This is a software system for forensic comparison of handwriting. It was developed at CEDAR, the Center of Excellence for Document Analysis and Recognition at the University at Buffalo. CEDAR-FOX has capabilities for interaction with the questioned document examinerto go through processing steps such as extracting regions of interest from a scanned document, determining lines and words of text, recognize textual elements. The final goal is to compare two samples of writing to determine the log-likelihood ratio under the prosecution and defense hypotheses. It can also be used to compare signature samples. The software, which is protected by a United States Patent can be licensed from Cedartech, Inc.
Details
Writer verification is the task to determine whether two handwritten samples are written by the same writer or not. It is used in questioned document examiner. By using a set of metrics, CedarFox can associate a measure of confidence whether two documents are written by the same individual or by different individuals. CedarFox allows you to select either the entire document or a specific region of a document in order to obtain the comparison. The comparison is based on macro features, micro features, and style features. Two different modes of writer verification are available: a questioned document is compared against a single known document, and a questioned document is compared against "multiple known" documents. Here the system learns from the known documents about the writer's habits. At least four known documents have to be available to use this mode. The task of identifying the user is split into two parts,
CEDAR-FOX performs variety of operations on document to make them ready for comparison. They include thresholding, line removal, line segmentation, word segmentation and transcript mapping.
Image Processing
Thresholding converts a gray scale image to binary for separating the foreground pixel from background pixel. The thresholding methods used are Otsu's thresholding, Adaptive thresholding and texture thresholding.

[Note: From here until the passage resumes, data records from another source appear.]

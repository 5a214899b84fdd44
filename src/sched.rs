//! Run queues and the scheduler.
//!
//! A single scheduler spin lock guards the thread table, the run queues,
//! the sleep queues and the turnstiles; every blocking primitive works on
//! that one state under the lock and releases it around the context switch.
//! The run queue is a bitmap-indexed array of FIFO lists, one per group of
//! `RQ_PPQ` adjacent priorities, with priority 0 the highest.

use alloc::boxed::Box;
use alloc::collections::VecDeque;
use core::sync::atomic::{AtomicU32, Ordering};

use once_cell::race::OnceBox;

use crate::config::{self, RQ_NQS, RQ_PPQ, SLICE};
use crate::context::ctx_switch;
use crate::spinlock::SpinLock;
use crate::thread::{Thread, ThreadState, ThreadTable, TdFlags};
use crate::{Prio, Tid};

/// Bitmap-indexed priority run queues.
pub struct RunQueue {
    queues: [VecDeque<Tid>; RQ_NQS],
    /// Bit `i` set iff `queues[i]` is non-empty.
    status: u64,
}

impl RunQueue {
    pub fn new() -> RunQueue {
        RunQueue { queues: [const { VecDeque::new() }; RQ_NQS], status: 0 }
    }

    fn bucket(prio: Prio) -> usize {
        prio as usize / RQ_PPQ
    }

    /// Insert at the tail of the thread's priority bucket.
    pub fn add(&mut self, prio: Prio, tid: Tid) {
        let q = Self::bucket(prio);
        self.queues[q].push_back(tid);
        self.status |= 1 << q;
    }

    /// Highest-priority candidate (head of the lowest-numbered non-empty
    /// bucket), without dequeuing it.
    pub fn choose(&self) -> Option<Tid> {
        if self.status == 0 {
            return None;
        }
        let q = self.status.trailing_zeros() as usize;
        self.queues[q].front().copied()
    }

    /// Unlink a specific thread; clears the bucket bit when it empties.
    pub fn remove(&mut self, prio: Prio, tid: Tid) -> bool {
        let q = Self::bucket(prio);
        let Some(pos) = self.queues[q].iter().position(|&t| t == tid) else {
            return false;
        };
        self.queues[q].remove(pos);
        if self.queues[q].is_empty() {
            self.status &= !(1 << q);
        }
        true
    }

    pub fn is_empty(&self) -> bool {
        self.status == 0
    }
}

/// Scheduler-locked kernel state: every structure that cross-references
/// threads by id lives here so one lock order covers them all.
pub struct Ksched {
    pub threads: ThreadTable,
    pub runq: RunQueue,
    pub sleepq: crate::sleepq::SleepTable,
    pub turnstiles: crate::turnstile::TurnstileTable,
    pub current: Tid,
    /// Whether this instance drives the CPU-wide current-thread register.
    /// Only the boot singleton does; scratch instances in tests do not.
    global: bool,
}

impl Ksched {
    pub(crate) fn new() -> Ksched {
        let mut threads = ThreadTable::new();
        let mut td0 = Thread::new(0, "main", config::prio_kthread(128));
        td0.state = ThreadState::Running;
        let tid0 = threads.insert(td0);
        Ksched {
            threads,
            runq: RunQueue::new(),
            sleepq: crate::sleepq::SleepTable::new(),
            turnstiles: crate::turnstile::TurnstileTable::new(),
            current: tid0,
            global: false,
        }
    }

    fn new_global() -> Ksched {
        let mut ks = Ksched::new();
        ks.global = true;
        ks
    }

    pub(crate) fn current_prio(&self) -> Prio {
        self.threads.get(self.current).map(|td| td.prio).unwrap_or(255)
    }
}

static KSCHED: OnceBox<SpinLock<Ksched>> = OnceBox::new();
static CURRENT: AtomicU32 = AtomicU32::new(0);

pub(crate) fn ksched() -> &'static SpinLock<Ksched> {
    KSCHED.get_or_init(|| Box::new(SpinLock::new(Ksched::new_global())))
}

/// Bring up the scheduler singleton (thread 0 becomes the running thread).
pub fn bootstrap() {
    let _ = ksched();
}

/// Id of the thread owning the CPU.
pub fn current_tid() -> Tid {
    CURRENT.load(Ordering::Relaxed)
}

/// Make `tid` runnable with a fresh time slice; preempt the current thread
/// if the newcomer has higher priority.
pub fn sched_add(tid: Tid) {
    let mut ks = ksched().lock();
    sched_add_locked(&mut ks, tid);
}

pub(crate) fn sched_add_locked(ks: &mut Ksched, tid: Tid) {
    let current_prio = ks.current_prio();
    let current = ks.current;
    let Some(td) = ks.threads.get_mut(tid) else {
        return;
    };
    if td.state == ThreadState::Ready {
        return;
    }
    td.state = ThreadState::Ready;
    td.slice = SLICE;
    let prio = td.prio;
    ks.runq.add(prio, tid);
    if config::prio_gt(prio, current_prio)
        && let Some(cur) = ks.threads.get_mut(current)
    {
        cur.flags.insert(TdFlags::NEEDSWITCH);
    }
}

/// Clock-tick accounting: burn one tick of the running thread's slice and
/// request a switch when it runs out.
pub fn sched_clock() {
    let mut ks = ksched().lock();
    let current = ks.current;
    if let Some(td) = ks.threads.get_mut(current) {
        td.slice = td.slice.saturating_sub(1);
        if td.slice == 0 {
            td.flags.insert(TdFlags::SLICEEND | TdFlags::NEEDSWITCH);
        }
    }
}

/// Pick the next thread and switch to it. The current thread is re-queued
/// if it is still runnable.
pub fn sched_switch() {
    let mut ks = ksched().lock();
    switch_locked(&mut ks);
}

pub(crate) fn switch_locked(ks: &mut Ksched) {
    // Voluntary switches (blocking on a queue, yielding) are legal inside a
    // no-preemption section; only involuntary preemption is inhibited, at
    // preempt_point().
    let old = ks.current;
    if let Some(td) = ks.threads.get_mut(old) {
        td.flags.remove(TdFlags::NEEDSWITCH | TdFlags::SLICEEND);
        if td.state == ThreadState::Running {
            td.state = ThreadState::Ready;
            let prio = td.prio;
            ks.runq.add(prio, old);
        }
    }
    let next = match ks.runq.choose() {
        Some(next) => next,
        None => old, // nothing else runnable, keep running
    };
    {
        let td = ks.threads.get_mut(next).expect("chosen thread missing");
        ks.runq.remove(td.prio, next);
        td.state = ThreadState::Running;
        if td.slice == 0 {
            td.slice = SLICE;
        }
    }
    ks.current = next;
    if ks.global {
        CURRENT.store(next, Ordering::Relaxed);
    }
    if next != old {
        let next_ctx = ks.threads.get(next).map(|td| td.kctx.clone()).unwrap_or_default();
        if let Some(old_td) = ks.threads.get_mut(old) {
            ctx_switch(&mut old_td.kctx, &next_ctx);
        }
    }
}

/// Update a thread's effective priority, keeping whatever queue it sits on
/// sorted: ready threads move between run-queue buckets, threads blocked on
/// a turnstile are re-sorted there (with propagation).
pub fn sched_set_prio(tid: Tid, prio: Prio) {
    let mut ks = ksched().lock();
    set_prio_locked(&mut ks, tid, prio);
}

pub(crate) fn set_prio_locked(ks: &mut Ksched, tid: Tid, prio: Prio) {
    let Some(td) = ks.threads.get_mut(tid) else {
        return;
    };
    let oldprio = td.prio;
    if oldprio == prio {
        return;
    }
    let state = td.state;
    td.prio = prio;
    match state {
        ThreadState::Ready => {
            if ks.runq.remove(oldprio, tid) {
                ks.runq.add(prio, tid);
            }
        }
        ThreadState::Sleeping => {
            if ks.threads.get(tid).and_then(|td| td.blocked_on).is_some() {
                crate::turnstile::adjust_locked(ks, tid, oldprio);
            }
        }
        _ => {}
    }
}

/// Voluntarily give up the CPU.
pub fn thread_yield() {
    let mut ks = ksched().lock();
    let current = ks.current;
    if let Some(td) = ks.threads.get_mut(current) {
        td.flags.insert(TdFlags::NEEDSWITCH);
    }
    switch_locked(&mut ks);
}

/// Honour a pending preemption request; called when the outermost
/// no-preemption section is left.
pub(crate) fn preempt_point() {
    let Some(ks) = KSCHED.get() else {
        return;
    };
    // If the scheduler lock is taken we are inside scheduler code; the
    // request will be honored on the way out.
    let Some(mut ks) = ks.try_lock() else {
        return;
    };
    let current = ks.current;
    let wants = ks
        .threads
        .get(current)
        .map(|td| td.flags.contains(TdFlags::NEEDSWITCH))
        .unwrap_or(false);
    if wants {
        switch_locked(&mut ks);
    }
}

#[cfg(test)]
mod tests {
    use super::*;
    use crate::config::{prio_kthread, prio_uthread};

    fn mkthread(ks: &mut Ksched, name: &str, prio: Prio) -> Tid {
        let td = Thread::new(0, name, prio);
        ks.threads.insert(td)
    }

    #[test]
    fn runq_orders_by_priority_with_fifo_ties() {
        let mut rq = RunQueue::new();
        rq.add(prio_uthread(100), 10);
        rq.add(prio_kthread(10), 11);
        rq.add(prio_kthread(10), 12);
        assert_eq!(rq.choose(), Some(11));
        rq.remove(prio_kthread(10), 11);
        assert_eq!(rq.choose(), Some(12));
        rq.remove(prio_kthread(10), 12);
        assert_eq!(rq.choose(), Some(10));
        rq.remove(prio_uthread(100), 10);
        assert!(rq.is_empty());
    }

    #[test]
    fn runq_remove_clears_the_bitmap() {
        let mut rq = RunQueue::new();
        rq.add(40, 1);
        assert!(!rq.is_empty());
        assert!(rq.remove(40, 1));
        assert!(rq.is_empty());
        assert!(!rq.remove(40, 1));
    }

    #[test]
    fn sched_add_marks_preemption_for_higher_priority() {
        let mut ks = Ksched::new();
        let lofty = mkthread(&mut ks, "lofty", 1);
        let humble = mkthread(&mut ks, "humble", 250);
        sched_add_locked(&mut ks, humble);
        let cur_flags = ks.threads.get(ks.current).unwrap().flags;
        assert!(!cur_flags.contains(TdFlags::NEEDSWITCH));
        sched_add_locked(&mut ks, lofty);
        let cur_flags = ks.threads.get(ks.current).unwrap().flags;
        assert!(cur_flags.contains(TdFlags::NEEDSWITCH));
    }

    #[test]
    fn switch_prefers_the_highest_priority_ready_thread() {
        let mut ks = Ksched::new();
        let mid = mkthread(&mut ks, "mid", prio_kthread(64));
        let hi = mkthread(&mut ks, "hi", prio_kthread(0));
        sched_add_locked(&mut ks, mid);
        sched_add_locked(&mut ks, hi);
        switch_locked(&mut ks);
        assert_eq!(ks.current, hi);
        assert_eq!(ks.threads.get(hi).unwrap().state, ThreadState::Running);
        // The previous thread went back to the run queue.
        assert_eq!(ks.threads.get(mid).unwrap().state, ThreadState::Ready);
    }

    #[test]
    fn switch_with_empty_runq_keeps_running() {
        let mut ks = Ksched::new();
        let old = ks.current;
        switch_locked(&mut ks);
        assert_eq!(ks.current, old);
        assert_eq!(ks.threads.get(old).unwrap().state, ThreadState::Running);
    }

    #[test]
    fn set_prio_moves_ready_threads_between_buckets() {
        let mut ks = Ksched::new();
        let td = mkthread(&mut ks, "mover", 200);
        sched_add_locked(&mut ks, td);
        set_prio_locked(&mut ks, td, 8);
        assert_eq!(ks.runq.choose(), Some(td));
        assert_eq!(ks.threads.get(td).unwrap().prio, 8);
        // And the old bucket no longer lists it.
        assert!(!ks.runq.remove(200, td));
    }

    #[test]
    fn slice_expiry_requests_a_switch() {
        let mut ks = Ksched::new();
        let current = ks.current;
        ks.threads.get_mut(current).unwrap().slice = 1;
        // Burn the last tick.
        let td = ks.threads.get_mut(current).unwrap();
        td.slice = td.slice.saturating_sub(1);
        if td.slice == 0 {
            td.flags.insert(TdFlags::SLICEEND | TdFlags::NEEDSWITCH);
        }
        let flags = ks.threads.get(current).unwrap().flags;
        assert!(flags.contains(TdFlags::SLICEEND));
        assert!(flags.contains(TdFlags::NEEDSWITCH));
    }
}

If document is written using rule line paper, user can perform an underline removal operation. Hough transform is applied for this operation and user can select the correct threshold for the same. Selecting high threshold will result in removing some of the character strokes and user has to come up with correct value for the threshold.

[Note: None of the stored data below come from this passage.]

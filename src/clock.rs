//! System clock.
//!
//! The architecture timer glue calls [`clock_tick`] at HZ; each tick
//! advances the monotonic tick counter, delegates expired callouts and runs
//! the scheduler's quantum accounting. `clock_nanosleep` is implemented
//! here on top of the timed sleep.

use core::sync::atomic::{AtomicU64, Ordering};

use crate::config::HZ;
use crate::sleepq::sleepq_wait_timed;
use crate::thread::WakeReason;
use crate::{Errno, Result, Systime};

static NOW: AtomicU64 = AtomicU64::new(0);

/// Current system time in ticks since boot.
pub fn getsystime() -> Systime {
    NOW.load(Ordering::Acquire)
}

/// One HZ tick: advance time, fire callouts, account the running thread.
pub fn clock_tick() {
    let now = NOW.fetch_add(1, Ordering::AcqRel) + 1;
    crate::callout::callout_process(now);
    crate::sched::sched_clock();
}

pub const CLOCK_REALTIME: u32 = 0;
pub const CLOCK_MONOTONIC: u32 = 3;

/// Only flag `clock_nanosleep` understands.
pub const TIMER_ABSTIME: u32 = 0x1;

/// Second/nanosecond pair as exchanged with userland.
#[derive(Debug, Clone, Copy, PartialEq, Eq, Default)]
#[repr(C)]
pub struct Timespec {
    pub tv_sec: i64,
    pub tv_nsec: i64,
}

impl Timespec {
    pub const fn new(tv_sec: i64, tv_nsec: i64) -> Timespec {
        Timespec { tv_sec, tv_nsec }
    }

    /// True iff the pair encodes a valid non-negative duration.
    pub fn valid(&self) -> bool {
        self.tv_sec >= 0 && (0..1_000_000_000).contains(&self.tv_nsec)
    }

    /// Duration in ticks, rounded up so a sleep never undershoots.
    pub fn to_ticks(&self) -> Systime {
        let sec = self.tv_sec as u64 * HZ;
        let nsec_per_tick = 1_000_000_000 / HZ;
        sec + (self.tv_nsec as u64).div_ceil(nsec_per_tick)
    }

    /// Ticks to Timespec, for reporting remaining time.
    pub fn from_ticks(ticks: Systime) -> Timespec {
        let nsec_per_tick = (1_000_000_000 / HZ) as i64;
        Timespec { tv_sec: (ticks / HZ) as i64, tv_nsec: (ticks % HZ) as i64 * nsec_per_tick }
    }
}

fn nanosleep_chan() -> usize {
    0x7d00_0000_0000 | crate::sched::current_tid() as usize
}

/// Sleep until `rqt` (absolute) or for `rqt` (relative) on the given clock.
/// `rmt`, when requested, receives the unslept remainder of a relative
/// sleep interrupted by a signal.
pub fn do_clock_nanosleep(
    clock_id: u32,
    flags: u32,
    rqt: &Timespec,
    rmt: Option<&mut Timespec>,
) -> Result<()> {
    if clock_id != CLOCK_REALTIME && clock_id != CLOCK_MONOTONIC {
        return Err(Errno::Inval);
    }
    if flags & !TIMER_ABSTIME != 0 {
        return Err(Errno::Inval);
    }
    if !rqt.valid() {
        return Err(Errno::Inval);
    }
    let start = getsystime();
    let deadline = if flags & TIMER_ABSTIME != 0 {
        rqt.to_ticks()
    } else {
        start + rqt.to_ticks()
    };
    loop {
        let now = getsystime();
        if now >= deadline {
            return Ok(());
        }
        match sleepq_wait_timed(nanosleep_chan(), "clock_nanosleep", deadline - now) {
            WakeReason::TimedOut => return Ok(()),
            WakeReason::Interrupted => {
                if flags & TIMER_ABSTIME == 0
                    && let Some(rmt) = rmt
                {
                    let left = deadline.saturating_sub(getsystime());
                    *rmt = Timespec::from_ticks(left);
                }
                return Err(Errno::Intr);
            }
            // Spurious wakeup: go back to sleep for the remainder.
            WakeReason::Normal => continue,
        }
    }
}

#[cfg(test)]
mod tests {
    use super::*;

    #[test]
    fn negative_seconds_are_invalid() {
        crate::testutil::boot();
        let rqt = Timespec::new(-1, 0);
        assert_eq!(do_clock_nanosleep(CLOCK_MONOTONIC, 0, &rqt, None), Err(Errno::Inval));
    }

    #[test]
    fn nanoseconds_must_stay_below_one_second() {
        crate::testutil::boot();
        let rqt = Timespec::new(0, 1_000_000_000);
        assert_eq!(do_clock_nanosleep(CLOCK_MONOTONIC, 0, &rqt, None), Err(Errno::Inval));
        let rqt = Timespec::new(0, -1);
        assert_eq!(do_clock_nanosleep(CLOCK_MONOTONIC, 0, &rqt, None), Err(Errno::Inval));
    }

    #[test]
    fn unknown_flags_are_invalid() {
        crate::testutil::boot();
        let rqt = Timespec::new(0, 100_000);
        assert_eq!(
            do_clock_nanosleep(CLOCK_MONOTONIC, !TIMER_ABSTIME, &rqt, None),
            Err(Errno::Inval)
        );
    }

    #[test]
    fn unknown_clocks_are_invalid() {
        crate::testutil::boot();
        let rqt = Timespec::new(0, 0);
        assert_eq!(do_clock_nanosleep(77, 0, &rqt, None), Err(Errno::Inval));
    }

    #[test]
    fn absolute_deadline_in_the_past_returns_at_once() {
        crate::testutil::boot();
        let rqt = Timespec::new(0, 0);
        assert_eq!(do_clock_nanosleep(CLOCK_MONOTONIC, TIMER_ABSTIME, &rqt, None), Ok(()));
    }

    #[test]
    fn tick_conversion_rounds_up() {
        let one_and_a_bit_ms = Timespec::new(0, 1_000_001);
        assert_eq!(one_and_a_bit_ms.to_ticks(), 2);
        assert_eq!(Timespec::new(2, 0).to_ticks(), 2 * HZ);
        assert_eq!(Timespec::new(0, 1).to_ticks(), 1);
        assert_eq!(Timespec::new(0, 0).to_ticks(), 0);
    }

    #[test]
    fn from_ticks_roundtrips_whole_seconds() {
        let ts = Timespec::from_ticks(2 * HZ + 5);
        assert_eq!(ts.tv_sec, 2);
        assert_eq!(ts.tv_nsec, 5 * (1_000_000_000 / HZ) as i64);
    }
}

Line segmentation separates each line in the document and uses the concept of Bi-Variate Gaussian Densities. Word segmentation acts in similar way and separates each word within the document.
Transcript Matching is a ground truth matching where the software is provided a text file containing the transcript of the handwritten image. This is useful when different subjects are required to handwrite the same content and then it is matched with the unknown document. It finds the best word level alignment between transcript and the handwritten image. The character images are extracted and can be used to compare the similarity between the document.
System Utilities
CedarFox has user interfaces for scanning documents directly as well as for entering the results directly into spread-sheets and for printing intermediate results. A database access is also available for storing document meta-data.
Document Comparison
Many options are available with CEDAR-FOX for document comparison. The four major verification model used are
Parametric modelling of the distance space distribution using pdf.
Computing a 9-point strength of evidence.
Searching
CedarFox has several modalities for searching handwritten documents for the presence of key-words. Word spotting allows the user to select a word image as a query, which is used to find similar word images in a specified document. Another type of search allows the user to type in a word which is used to rank all words in the document as to how likely the word matches the query.
Handwriting Recognition
CedarFox has automatic character recognition capability. Word recognition with a pre-specified lexicon is also built-in. The user can also manually input character identities if the highest character recognition accuracy is desired for the purpose of writer verification/identification.
Legibility and Readability Analysis
Word gap comparison and comparison with Palmer metrics is supported.